WORK INSTRUCTION
Calculate how many lines in the following records hold the word "false", and report that number without comment.

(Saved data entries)
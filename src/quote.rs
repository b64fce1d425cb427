//! Quote-nesting normalizer.
//!
//! Converts straight double quotes (and already-placed locale glyphs) into
//! correctly nested locale glyphs. The pass works on a flat list of pieces
//! rather than on regex substitutions so each decision can look at both
//! neighbours of a mark:
//!
//! ```text
//! text ──shield──> pieces ──tag──> Open/Close marks ──depth──> glyphs ──collapse──> text
//!        (a"b)              (ws/letter/token rules)   (level -1..max)   («« → «)
//!                                        ^                                       │
//!                                        └──────────── until unchanged ──────────┘
//! ```
//!
//! The result is a fixed point: feeding the output back in reproduces it.
//! A single pass already is one unless it collapsed glyphs or placed glyphs
//! outside the mark set (deeper levels such as `‘’`); both change the mark
//! count the next pass sees, so passes repeat until the text settles. Every
//! unsettled pass removes at least one mark, which bounds the loop.

use serde_json::Value;

use crate::PLACEHOLDER_MARK;

/// Quote glyphs that are always treated as quote marks, whatever the locale.
const QUOTE_MARKS: &str = "«‹»›„“‟”\"";

/// Per-locale quote glyphs, indexed by nesting depth (0 is outermost).
#[derive(Debug, Clone, PartialEq, Eq)]
pub struct QuoteTable {
    levels: Vec<(char, char)>,
    collapse_duplicates: bool,
}

impl QuoteTable {
    pub fn new(levels: Vec<(char, char)>) -> Self {
        QuoteTable { levels, collapse_duplicates: false }
    }

    pub fn with_collapse(mut self, collapse: bool) -> Self {
        self.collapse_duplicates = collapse;
        self
    }

    /// Read a table from a locale settings object:
    /// `{"left": "«„", "right": "»“", "collapse_duplicates": true}`.
    ///
    /// Returns `None` when the object is missing either side or the sides
    /// differ in length.
    pub fn from_settings(value: &Value) -> Option<Self> {
        let left: Vec<char> = value.get("left")?.as_str()?.chars().collect();
        let right: Vec<char> = value.get("right")?.as_str()?.chars().collect();
        if left.is_empty() || left.len() != right.len() {
            return None;
        }
        let collapse = value.get("collapse_duplicates").and_then(Value::as_bool).unwrap_or(false);
        Some(QuoteTable::new(left.into_iter().zip(right).collect()).with_collapse(collapse))
    }

    pub fn depth(&self) -> usize {
        self.levels.len()
    }

    pub fn left(&self, level: usize) -> Option<char> {
        self.levels.get(level).map(|(l, _)| *l)
    }

    pub fn right(&self, level: usize) -> Option<char> {
        self.levels.get(level).map(|(_, r)| *r)
    }

    fn is_mark(&self, c: char) -> bool {
        QUOTE_MARKS.contains(c) || self.levels.first().is_some_and(|&(l, r)| c == l || c == r)
    }

    /// A left glyph of some level that is no level's right glyph. Such a glyph
    /// was placed as an opener and keeps that direction when read back.
    fn is_placed_opener(&self, c: char) -> bool {
        self.levels.iter().any(|&(l, _)| l == c) && !self.levels.iter().any(|&(_, r)| r == c)
    }
}

#[derive(Debug, Clone, Copy, PartialEq, Eq)]
enum Direction {
    Open,
    Close,
}

#[derive(Debug, Clone, Copy)]
enum Piece {
    Text(char),
    /// Mid-word quote mark kept verbatim.
    Shielded(char),
    Mark(Direction),
}

#[derive(Debug, Clone, Copy, PartialEq, Eq)]
enum Out {
    Plain(char),
    Glyph(char),
}

fn is_word(c: char) -> bool {
    c.is_alphanumeric()
}

fn opens_before(c: char) -> bool {
    c.is_alphanumeric() || c == '\u{0301}'
}

/// Normalize quotes in `text` according to `table`.
///
/// Never panics; unbalanced input degrades to depth-0 glyphs.
pub fn normalize_quotes(text: &str, table: &QuoteTable) -> String {
    if table.depth() == 0 {
        return text.to_string();
    }

    let rounds = text.chars().filter(|&c| table.is_mark(c)).count() + 2;
    let mut current = normalize_pass(text, table);
    for _ in 0..rounds {
        let next = normalize_pass(&current, table);
        if next == current {
            break;
        }
        current = next;
    }
    current
}

fn normalize_pass(text: &str, table: &QuoteTable) -> String {
    let chars: Vec<char> = text.chars().collect();
    let (pieces, count) = tag_marks(&chars, table);

    let nested = table.depth() > 1 && count % 2 == 0;
    let mut out = if nested { assign_depths(&pieces, table) } else { flat_glyphs(&pieces, table) };

    // Doubled glyphs only come from directly nested quotes.
    if nested && table.collapse_duplicates && table.levels[0] == table.levels[1] {
        let (left, right) = table.levels[0];
        collapse_doubled(&mut out, left);
        collapse_doubled(&mut out, right);
    }

    out.into_iter()
        .map(|o| match o {
            Out::Plain(c) | Out::Glyph(c) => c,
        })
        .collect()
}

/// Shield mid-word marks, collapse the rest to markers and decide their
/// direction. Returns the pieces and the number of markers.
fn tag_marks(chars: &[char], table: &QuoteTable) -> (Vec<Piece>, usize) {
    let mut pieces = Vec::with_capacity(chars.len());
    let mut count = 0;
    let mut line_blank = true;

    for (i, &c) in chars.iter().enumerate() {
        if !table.is_mark(c) {
            pieces.push(Piece::Text(c));
            if c == '\n' {
                line_blank = true;
            } else if !c.is_whitespace() {
                line_blank = false;
            }
            continue;
        }

        let prev = i.checked_sub(1).map(|p| chars[p]);
        let next = chars.get(i + 1).copied();

        if prev.is_some_and(is_word) && next.is_some_and(is_word) {
            pieces.push(Piece::Shielded(c));
            line_blank = false;
            continue;
        }

        count += 1;
        let prev_blank = prev.is_none_or(char::is_whitespace);
        // Everything else closes, including a marker glued to the end of a
        // placeholder token.
        let opening = line_blank
            || next.is_some_and(opens_before)
            || (next == Some(PLACEHOLDER_MARK) && prev_blank)
            || table.is_placed_opener(c);
        let direction = if opening { Direction::Open } else { Direction::Close };

        pieces.push(Piece::Mark(direction));
        line_blank = false;
    }

    (pieces, count)
}

fn flat_glyphs(pieces: &[Piece], table: &QuoteTable) -> Vec<Out> {
    let (left, right) = table.levels[0];
    pieces
        .iter()
        .map(|p| match *p {
            Piece::Text(c) | Piece::Shielded(c) => Out::Plain(c),
            Piece::Mark(Direction::Open) => Out::Glyph(left),
            Piece::Mark(Direction::Close) => Out::Glyph(right),
        })
        .collect()
}

/// Walk the markers keeping a nesting level between -1 (outside any quote)
/// and `depth - 1`.
///
/// ```text
/// "a "b" c"     level: -1 →0 →1 →0 →-1
///               glyph:   «  „  “  »
/// ```
///
/// A closer with nothing open becomes a depth-0 opener, so unbalanced input
/// always makes progress.
fn assign_depths(pieces: &[Piece], table: &QuoteTable) -> Vec<Out> {
    const FLOOR: isize = -1;
    let max = table.depth() as isize - 1;
    let mut level = FLOOR;
    let mut out = Vec::with_capacity(pieces.len());

    for piece in pieces {
        match *piece {
            Piece::Text(c) => out.push(Out::Plain(c)),
            Piece::Shielded(c) => {
                level = FLOOR;
                out.push(Out::Plain(c));
            }
            Piece::Mark(Direction::Open) => {
                level = (level + 1).min(max);
                out.push(Out::Glyph(table.levels[level as usize].0));
            }
            Piece::Mark(Direction::Close) => {
                if level <= FLOOR {
                    level = 0;
                    out.push(Out::Glyph(table.levels[0].0));
                } else {
                    out.push(Out::Glyph(table.levels[level as usize].1));
                    level = (level - 1).max(FLOOR);
                }
            }
        }
    }

    out
}

/// `««` → `«` (non-overlapping, left to right), only between placed glyphs.
fn collapse_doubled(out: &mut Vec<Out>, glyph: char) {
    let mut result = Vec::with_capacity(out.len());
    let mut i = 0;
    while i < out.len() {
        result.push(out[i]);
        if out[i] == Out::Glyph(glyph) && out.get(i + 1) == Some(&Out::Glyph(glyph)) {
            i += 2;
        } else {
            i += 1;
        }
    }
    *out = result;
}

PROBLEM SOLUTION
5